### PROBLEM TO WORK ON
Of the entries below, restate word for word only the section that runs from the line with "filename moonwallet-core/src/adapters/duckdb.rs" to the line with "file is locked", counting both ends.
┌──
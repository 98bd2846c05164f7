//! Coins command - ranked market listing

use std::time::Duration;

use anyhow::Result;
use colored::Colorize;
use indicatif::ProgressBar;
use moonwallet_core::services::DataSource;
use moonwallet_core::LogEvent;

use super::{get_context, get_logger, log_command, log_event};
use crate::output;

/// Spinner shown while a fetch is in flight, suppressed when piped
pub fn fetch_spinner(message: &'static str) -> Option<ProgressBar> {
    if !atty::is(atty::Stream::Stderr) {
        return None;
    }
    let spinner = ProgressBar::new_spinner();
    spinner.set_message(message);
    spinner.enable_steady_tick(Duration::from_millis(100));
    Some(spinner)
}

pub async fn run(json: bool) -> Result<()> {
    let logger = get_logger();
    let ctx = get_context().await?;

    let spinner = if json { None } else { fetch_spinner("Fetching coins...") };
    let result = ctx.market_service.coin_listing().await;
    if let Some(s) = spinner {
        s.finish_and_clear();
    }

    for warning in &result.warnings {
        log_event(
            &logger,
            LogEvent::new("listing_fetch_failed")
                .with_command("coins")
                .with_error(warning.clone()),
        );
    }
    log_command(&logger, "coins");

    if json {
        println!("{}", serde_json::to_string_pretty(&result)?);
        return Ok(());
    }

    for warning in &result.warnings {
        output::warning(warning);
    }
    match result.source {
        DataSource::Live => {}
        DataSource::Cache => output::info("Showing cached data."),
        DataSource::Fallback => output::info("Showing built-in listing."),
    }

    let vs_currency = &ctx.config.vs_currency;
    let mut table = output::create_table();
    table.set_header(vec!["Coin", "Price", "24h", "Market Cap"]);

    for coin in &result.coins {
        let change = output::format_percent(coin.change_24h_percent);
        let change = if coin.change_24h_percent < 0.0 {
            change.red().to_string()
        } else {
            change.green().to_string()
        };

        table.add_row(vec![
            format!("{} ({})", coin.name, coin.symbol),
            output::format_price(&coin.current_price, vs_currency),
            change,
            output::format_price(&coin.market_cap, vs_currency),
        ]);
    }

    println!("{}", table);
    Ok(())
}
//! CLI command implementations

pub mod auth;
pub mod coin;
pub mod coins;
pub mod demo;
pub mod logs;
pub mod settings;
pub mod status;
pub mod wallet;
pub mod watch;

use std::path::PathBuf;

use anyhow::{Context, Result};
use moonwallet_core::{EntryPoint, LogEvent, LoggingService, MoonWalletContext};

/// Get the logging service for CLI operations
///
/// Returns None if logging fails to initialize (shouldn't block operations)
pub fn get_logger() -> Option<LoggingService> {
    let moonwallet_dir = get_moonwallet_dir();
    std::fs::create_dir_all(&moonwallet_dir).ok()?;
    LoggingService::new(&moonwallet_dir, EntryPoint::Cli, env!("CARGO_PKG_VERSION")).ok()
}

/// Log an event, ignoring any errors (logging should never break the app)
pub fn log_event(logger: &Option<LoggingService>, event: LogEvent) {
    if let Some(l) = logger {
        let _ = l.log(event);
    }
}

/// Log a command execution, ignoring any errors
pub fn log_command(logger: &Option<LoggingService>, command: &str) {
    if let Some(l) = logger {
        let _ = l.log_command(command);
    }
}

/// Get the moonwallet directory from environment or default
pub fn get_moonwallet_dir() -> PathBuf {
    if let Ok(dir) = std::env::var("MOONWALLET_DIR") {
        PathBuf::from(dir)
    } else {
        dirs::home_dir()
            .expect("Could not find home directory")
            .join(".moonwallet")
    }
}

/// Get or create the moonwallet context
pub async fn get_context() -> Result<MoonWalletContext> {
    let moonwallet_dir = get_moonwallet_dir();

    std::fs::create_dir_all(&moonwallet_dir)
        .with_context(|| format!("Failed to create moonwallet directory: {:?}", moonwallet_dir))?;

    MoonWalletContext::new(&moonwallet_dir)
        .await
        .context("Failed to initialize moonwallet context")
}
└──
┌──
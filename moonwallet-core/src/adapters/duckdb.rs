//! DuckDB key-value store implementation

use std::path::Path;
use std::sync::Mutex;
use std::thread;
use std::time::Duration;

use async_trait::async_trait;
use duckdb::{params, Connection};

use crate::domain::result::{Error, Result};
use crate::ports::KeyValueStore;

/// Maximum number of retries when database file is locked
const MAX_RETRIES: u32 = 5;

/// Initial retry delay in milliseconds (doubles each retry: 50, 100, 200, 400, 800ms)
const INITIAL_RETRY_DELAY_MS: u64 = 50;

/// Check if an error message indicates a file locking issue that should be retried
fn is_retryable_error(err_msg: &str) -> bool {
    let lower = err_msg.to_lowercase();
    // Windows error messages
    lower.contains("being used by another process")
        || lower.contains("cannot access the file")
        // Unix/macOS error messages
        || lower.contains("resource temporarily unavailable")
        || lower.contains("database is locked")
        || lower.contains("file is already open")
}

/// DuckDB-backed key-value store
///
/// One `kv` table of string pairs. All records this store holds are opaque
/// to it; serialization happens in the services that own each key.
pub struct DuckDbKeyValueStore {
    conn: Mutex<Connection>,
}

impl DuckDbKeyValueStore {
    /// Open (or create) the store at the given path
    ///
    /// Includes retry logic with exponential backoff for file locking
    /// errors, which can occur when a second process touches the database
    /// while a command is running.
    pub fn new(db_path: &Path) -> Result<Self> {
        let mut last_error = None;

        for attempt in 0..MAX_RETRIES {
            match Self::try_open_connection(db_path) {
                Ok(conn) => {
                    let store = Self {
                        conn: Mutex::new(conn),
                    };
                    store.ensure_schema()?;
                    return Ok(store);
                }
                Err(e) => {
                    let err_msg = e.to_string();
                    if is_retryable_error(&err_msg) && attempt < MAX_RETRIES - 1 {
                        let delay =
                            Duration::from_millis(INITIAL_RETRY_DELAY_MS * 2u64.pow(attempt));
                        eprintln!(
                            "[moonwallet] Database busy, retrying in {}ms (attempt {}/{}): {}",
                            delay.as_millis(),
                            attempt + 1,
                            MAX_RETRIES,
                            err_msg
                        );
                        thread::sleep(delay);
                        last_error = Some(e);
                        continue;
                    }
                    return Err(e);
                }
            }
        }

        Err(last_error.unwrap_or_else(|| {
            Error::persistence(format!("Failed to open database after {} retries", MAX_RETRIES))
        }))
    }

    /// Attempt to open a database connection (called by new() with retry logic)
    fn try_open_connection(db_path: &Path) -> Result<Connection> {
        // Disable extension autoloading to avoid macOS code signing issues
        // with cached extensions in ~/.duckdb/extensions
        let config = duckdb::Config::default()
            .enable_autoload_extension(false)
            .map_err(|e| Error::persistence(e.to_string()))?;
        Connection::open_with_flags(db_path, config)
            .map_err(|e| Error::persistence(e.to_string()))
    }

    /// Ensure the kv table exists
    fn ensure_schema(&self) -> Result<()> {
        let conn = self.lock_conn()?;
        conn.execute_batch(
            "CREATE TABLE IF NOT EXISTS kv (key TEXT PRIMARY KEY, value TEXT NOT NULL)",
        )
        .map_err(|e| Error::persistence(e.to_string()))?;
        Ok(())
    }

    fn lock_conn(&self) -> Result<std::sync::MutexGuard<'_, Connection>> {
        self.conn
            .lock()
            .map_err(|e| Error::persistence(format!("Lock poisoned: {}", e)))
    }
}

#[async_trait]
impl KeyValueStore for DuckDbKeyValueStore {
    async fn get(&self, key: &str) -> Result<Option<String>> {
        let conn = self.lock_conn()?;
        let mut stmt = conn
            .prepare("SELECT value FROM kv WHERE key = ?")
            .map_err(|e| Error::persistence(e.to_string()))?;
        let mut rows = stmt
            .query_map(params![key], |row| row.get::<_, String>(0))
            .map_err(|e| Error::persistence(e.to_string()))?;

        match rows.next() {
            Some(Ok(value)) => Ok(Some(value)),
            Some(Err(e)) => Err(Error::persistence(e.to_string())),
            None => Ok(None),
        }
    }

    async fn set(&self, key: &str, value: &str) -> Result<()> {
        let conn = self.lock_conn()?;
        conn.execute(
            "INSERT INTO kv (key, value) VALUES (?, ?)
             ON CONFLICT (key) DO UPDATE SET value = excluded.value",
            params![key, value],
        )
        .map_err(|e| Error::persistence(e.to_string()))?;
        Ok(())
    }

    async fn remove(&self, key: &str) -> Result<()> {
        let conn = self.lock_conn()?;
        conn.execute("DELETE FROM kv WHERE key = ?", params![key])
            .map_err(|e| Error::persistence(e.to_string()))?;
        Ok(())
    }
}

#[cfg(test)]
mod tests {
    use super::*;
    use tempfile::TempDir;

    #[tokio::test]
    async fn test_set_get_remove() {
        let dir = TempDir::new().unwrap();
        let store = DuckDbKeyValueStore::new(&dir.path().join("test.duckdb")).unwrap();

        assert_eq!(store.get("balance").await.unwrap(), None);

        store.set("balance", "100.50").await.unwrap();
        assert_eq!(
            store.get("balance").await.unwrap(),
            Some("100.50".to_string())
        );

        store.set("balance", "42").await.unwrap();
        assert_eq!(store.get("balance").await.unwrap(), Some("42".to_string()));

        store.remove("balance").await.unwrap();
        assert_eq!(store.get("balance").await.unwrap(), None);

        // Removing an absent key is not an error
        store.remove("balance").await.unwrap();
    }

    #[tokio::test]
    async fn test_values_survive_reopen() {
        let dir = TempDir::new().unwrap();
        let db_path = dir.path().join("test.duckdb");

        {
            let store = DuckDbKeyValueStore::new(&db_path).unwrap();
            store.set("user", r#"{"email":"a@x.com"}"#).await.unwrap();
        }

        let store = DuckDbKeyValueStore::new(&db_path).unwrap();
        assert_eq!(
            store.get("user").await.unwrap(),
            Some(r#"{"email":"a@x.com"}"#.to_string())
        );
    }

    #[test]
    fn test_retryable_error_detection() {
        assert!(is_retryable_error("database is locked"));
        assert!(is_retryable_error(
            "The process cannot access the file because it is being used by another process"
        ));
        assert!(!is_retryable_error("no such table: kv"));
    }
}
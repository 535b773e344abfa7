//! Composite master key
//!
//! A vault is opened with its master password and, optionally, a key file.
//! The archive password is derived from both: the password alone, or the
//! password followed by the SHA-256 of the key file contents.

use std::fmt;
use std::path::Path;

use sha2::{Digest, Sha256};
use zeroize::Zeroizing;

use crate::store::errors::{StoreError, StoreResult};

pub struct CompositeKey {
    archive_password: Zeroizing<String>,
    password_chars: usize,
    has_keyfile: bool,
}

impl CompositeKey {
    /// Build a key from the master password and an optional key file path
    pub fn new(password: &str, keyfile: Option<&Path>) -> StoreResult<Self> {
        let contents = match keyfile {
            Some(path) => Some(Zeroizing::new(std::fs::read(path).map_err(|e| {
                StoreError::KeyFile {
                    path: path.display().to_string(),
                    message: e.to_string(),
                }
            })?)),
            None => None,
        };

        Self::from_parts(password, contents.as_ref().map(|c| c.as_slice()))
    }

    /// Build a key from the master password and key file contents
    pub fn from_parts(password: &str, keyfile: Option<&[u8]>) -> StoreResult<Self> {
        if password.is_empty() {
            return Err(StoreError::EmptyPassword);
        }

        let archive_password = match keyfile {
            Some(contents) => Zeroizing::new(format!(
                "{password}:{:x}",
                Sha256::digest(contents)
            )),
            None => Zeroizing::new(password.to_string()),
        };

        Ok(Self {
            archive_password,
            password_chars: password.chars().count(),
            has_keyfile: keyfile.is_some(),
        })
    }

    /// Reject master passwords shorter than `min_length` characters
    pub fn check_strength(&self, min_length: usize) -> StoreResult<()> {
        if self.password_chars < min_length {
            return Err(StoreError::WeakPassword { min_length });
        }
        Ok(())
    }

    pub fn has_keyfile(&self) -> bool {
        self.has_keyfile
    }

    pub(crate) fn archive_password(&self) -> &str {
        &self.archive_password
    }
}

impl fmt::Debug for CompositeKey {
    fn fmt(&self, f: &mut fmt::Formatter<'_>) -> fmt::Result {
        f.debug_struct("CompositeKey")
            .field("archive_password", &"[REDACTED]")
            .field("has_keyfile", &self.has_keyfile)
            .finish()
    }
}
└──
### FINAL ANSWER
filename moonwallet-core/src/adapters/duckdb.rs
//! DuckDB key-value store implementation

use std::path::Path;
use std::sync::Mutex;
use std::thread;
use std::time::Duration;

use async_trait::async_trait;
use duckdb::{params, Connection};

use crate::domain::result::{Error, Result};
use crate::ports::KeyValueStore;

/// Maximum number of retries when database file is locked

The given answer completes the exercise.